I have the chance to buy a refurbished one for approx. €380, coming with a i5-10400T, 16 GB RAM and a 256 GB NVMe SSD. Do you guys think the price sounds fair?
I am mainly looking to expand my Proxmox single host setup comprising of an Intel N150 mini PC with a second node as backup. Maybe down the line if I can get my hands on another affordable mini PC I might dabble in setting up a Kubernetes cluster. But that’s a project for another day 😄
Seems kind of pricey for that specific unit, but it should work well for just hosting simple services.
second this… I get quoted that in CAD… op should be closer to like 200£
I know this may not be a useful point, but just wanted to note that paying the equivalent of €380 here in the US would be an absolutely crazy price for a used edition of one of those. I’d expect those to go for the equivalent of 65-70 euros at the low end, around 100 fully loaded with the most useful parts. Even with international shipping, I’d think you could do drastically better.
From personal experience though, I run 4 of the Lenovo Tinys in my lab currently. I can highly recommend the M700/M900 line, M920 if you can get it, but the M70Q is fine.
Don’t forget about those prices:
Price of the article- Shipping
- Customs handling fees (at least in Germany and with DHL as the handler you can’t not have itbwithout jumping through some hoops. DHL Express does it free but you have to provide the info for customs)

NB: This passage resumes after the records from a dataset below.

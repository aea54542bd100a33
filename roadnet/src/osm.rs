//! Overpass JSON response model.
//!
//! Only the parts of the response needed to build a street graph are
//! decoded: nodes with coordinates and ways with their node references.
//! Relations and any other element kinds are accepted and ignored.

use std::collections::BTreeMap;
use std::io::Read;

use serde::Deserialize;

use crate::error::Result;

/// OSM element identifier.
pub type OsmId = i64;

/// A single element of an Overpass response.
#[derive(Debug, Clone, PartialEq, Deserialize)]
#[serde(tag = "type", rename_all = "lowercase")]
pub enum OsmElement {
    /// A point with coordinates.
    Node {
        id: OsmId,
        lat: f64,
        lon: f64,
        #[serde(default)]
        tags: BTreeMap<String, String>,
    },
    /// An ordered list of node references.
    Way {
        id: OsmId,
        #[serde(default)]
        nodes: Vec<OsmId>,
        #[serde(default)]
        tags: BTreeMap<String, String>,
    },
    /// A relation; members are not used.
    Relation { id: OsmId },
    /// Anything else Overpass may emit (`area`, `count`, ...).
    #[serde(other)]
    Other,
}

/// A decoded Overpass response.
#[derive(Debug, Clone, Default, PartialEq, Deserialize)]
pub struct OsmResponse {
    /// Elements in response order.
    #[serde(default)]
    pub elements: Vec<OsmElement>,
}

impl OsmResponse {
    /// Parse a response from a JSON string.
    pub fn from_json(json: &str) -> Result<Self> {
        Ok(serde_json::from_str(json)?)
    }

    /// Parse a response from a reader.
    pub fn from_reader<R: Read>(reader: R) -> Result<Self> {
        Ok(serde_json::from_reader(reader)?)
    }

    /// Whether the response carries no elements at all.
    pub fn is_empty(&self) -> bool {
        self.elements.is_empty()
    }

    /// Iterate over nodes as `(id, lat, lon, tags)`.
    pub fn nodes(
        &self,
    ) -> impl Iterator<Item = (OsmId, f64, f64, &BTreeMap<String, String>)> + '_ {
        self.elements.iter().filter_map(|e| match e {
            OsmElement::Node { id, lat, lon, tags } => Some((*id, *lat, *lon, tags)),
            _ => None,
        })
    }

    /// Iterate over ways as `(id, node refs, tags)`.
    pub fn ways(
        &self,
    ) -> impl Iterator<Item = (OsmId, &[OsmId], &BTreeMap<String, String>)> + '_ {
        self.elements.iter().filter_map(|e| match e {
            OsmElement::Way { id, nodes, tags } => Some((*id, nodes.as_slice(), tags)),
            _ => None,
        })
    }
}

#[cfg(test)]
mod tests {
    use super::*;

    const SAMPLE: &str = r#"{
        "version": 0.6,
        "generator": "Overpass API",
        "osm3s": {"timestamp_osm_base": "2024-01-01T00:00:00Z"},
        "elements": [
            {"type": "node", "id": 1, "lat": 45.0, "lon": 7.0},
            {"type": "node", "id": 2, "lat": 45.001, "lon": 7.0, "tags": {"highway": "traffic_signals"}},
            {"type": "way", "id": 10, "nodes": [1, 2], "tags": {"highway": "residential"}},
            {"type": "relation", "id": 99, "members": []},
            {"type": "area", "id": 3600000001}
        ]
    }"#;

    #[test]
    fn test_parse_sample() {
        let response = OsmResponse::from_json(SAMPLE).unwrap();
        assert_eq!(response.elements.len(), 5);
        assert_eq!(response.nodes().count(), 2);

        let (id, refs, tags) = response.ways().next().unwrap();
        assert_eq!(id, 10);
        assert_eq!(refs, &[1, 2]);
        assert_eq!(tags.get("highway").map(String::as_str), Some("residential"));

        assert!(matches!(response.elements[4], OsmElement::Other));
    }

    #[test]
    fn test_missing_elements_is_empty() {
        let response = OsmResponse::from_json(r#"{"version": 0.6}"#).unwrap();
        assert!(response.is_empty());
    }

    #[test]
    fn test_invalid_json_is_error() {
        assert!(OsmResponse::from_json("<html>rate limited</html>").is_err());
    }
}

= customs fees (article + shipping (+6€ customs service by DHL) + import tax (in Germany 19%))
And that quickly adds.
So assume 100€ for PC (IMO highly unlikely for those specs)- 30€ Intl. shipping from US to Germany (Assumption the parcel weighs >5kg and is tracked)
- 6€ for DHL
= 136€
136€ + 19% customs (either VAT or Import if it’s between private parties) = 161€
(Depending on the price, customs may cite you to their office to open the parcel to proof if the contents of the parcel are correct the value goes over 150€)
So yeah…Importing is quite a bitch.
Better to search within the EU (assuming OP is from the European Union or Schengen region)

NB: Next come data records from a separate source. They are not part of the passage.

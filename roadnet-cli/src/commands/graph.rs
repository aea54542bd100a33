use anyhow::{Context, Result};
use indicatif::{ProgressBar, ProgressStyle};
use roadnet::export::graph_to_tables;
use roadnet::{BoundingBox, NetworkType};
use std::fs::File;
use std::io::{BufWriter, Write};
use std::path::PathBuf;
use std::time::Duration;

use super::SourceArgs;

pub fn run(
    source: SourceArgs,
    bbox: BoundingBox,
    network: NetworkType,
    simplify: bool,
    nodes: bool,
    buffer: f64,
    output: Option<PathBuf>,
) -> Result<()> {
    let service = source.builder().buffer_meters(buffer).build();

    let pb = ProgressBar::new_spinner();
    pb.set_style(ProgressStyle::default_spinner().template("{spinner:.green} [{elapsed}] {msg}")?);
    pb.set_message(format!(
        "Extracting {} network from {}",
        network,
        service.source_description()
    ));
    pb.enable_steady_tick(Duration::from_millis(100));

    let result = service.graph_from_bbox(&bbox, network, simplify);
    pb.finish_and_clear();
    let graph = result.context("Failed to extract road network")?;

    let (node_table, edge_table) =
        graph_to_tables(&graph).context("Failed to convert graph to tables")?;
    let geojson = if nodes {
        node_table.to_geojson_string()?
    } else {
        edge_table.to_geojson_string()?
    };

    match output {
        Some(path) => {
            let file = File::create(&path).context("Failed to create output file")?;
            let mut writer = BufWriter::new(file);
            writer.write_all(geojson.as_bytes())?;
            writer.flush()?;
            eprintln!(
                "{} nodes, {} edges written to: {}",
                node_table.len(),
                edge_table.len(),
                path.display()
            );
        }
        None => println!("{}", geojson),
    }

    Ok(())
}
//! Error types for the roadnet library.

use thiserror::Error;

/// Errors that can occur while extracting a road network.
#[derive(Error, Debug)]
pub enum RoadnetError {
    /// IO error when reading saved responses.
    #[error("IO error: {0}")]
    Io(#[from] std::io::Error),

    /// The OSM response could not be decoded.
    #[error("Invalid OSM response: {0}")]
    Json(#[from] serde_json::Error),

    /// HTTP transport error talking to the Overpass API.
    #[cfg(feature = "download")]
    #[error("HTTP error: {0}")]
    Http(#[from] reqwest::Error),

    /// The Overpass API answered with a non-success status.
    #[error("Overpass API returned HTTP {status}: {reason}")]
    Overpass { status: u16, reason: String },

    /// A bounding box bound is NaN or infinite.
    #[error("Bounding box coordinates must be finite numbers")]
    NonFiniteBbox,

    /// The data source returned no elements at all.
    #[error("There are no data elements in the response JSON")]
    EmptyResponse,

    /// Truncation to the bounding box left no nodes.
    #[error("Found no graph nodes within the requested polygon")]
    NoNodesInBbox,

    /// Export was requested for a graph without nodes.
    #[error("graph contains no nodes")]
    NoNodes,

    /// Export was requested for a graph without edges.
    #[error("graph contains no edges")]
    NoEdges,

    /// `simplify_graph` was called on an already simplified graph.
    #[error("This graph has already been simplified, cannot simplify it again.")]
    AlreadySimplified,

    /// A path branched where simplification expected a chain.
    #[error("Unexpected simplify pattern handling at node {node}")]
    SimplifyPattern { node: i64 },

    /// Network type name not recognised.
    #[error("Unrecognized network type: {name}")]
    UnknownNetworkType { name: String },
}

/// Result type alias using [`RoadnetError`].
pub type Result<T> = std::result::Result<T, RoadnetError>;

I have a lot of services running on m90q with i5-6500t and 32GB ram. I got it for ~170$. CPU is definitely a bottleneck, especially with jellyfin transcoding but it only occurs when watching something immediately after importing. i5-10400t is a lot better than mine so I am sure you wont have any problems with normal usage. M70q is selling for around 350$ in my area.
I use a Lenovo ThinkCentre M910q to host both Minecraft (Java edition) and Vintage Story server. I think that your ThinkCentre have a better CPU (mine is an i5 like, 6 gen), so, easily you could host many things without issue.
Ah nice, another vintage story aficionado 👌 Have my server running on my mini pc in a LXC since a couple of weeks, sadly haven’t found a lot of time exploring v1.21 since becoming a dad last year 😄
But yeah was looking for a bit beefier server hardware to maybe run some more game servers like Valheim or Satisfactory besides my other selfhosting services.
Oh boy I can finally talk about this! I had one of them and I can say proudly that baby will keep on chugging. That was my test bench and prod server all in one for media and learning containers. Solid workhorses and stable as hell. Def recommend if you can go to a salvage place to get the used older ram, if you can get so lucky.
I’m hosting most of my homelab off one m910q I got off eBay, with a 128gb M.2 SSD I bought separately. $55usd total. It handles around 15 services (including DNS and *Arrs) pretty well. Using a separate NAS for the actual storage and Plex streaming.
Used office PCs are some of the best value home servers you’ll come across. The Lenovo ThinkCentre, HP Elitedesk, and Dell Optiplex are fantastic machines with oodles of official documentation available straight from the OEM, and many come with built-in OOB management in the form of Intel AMT.
I have variants of all three. Love them.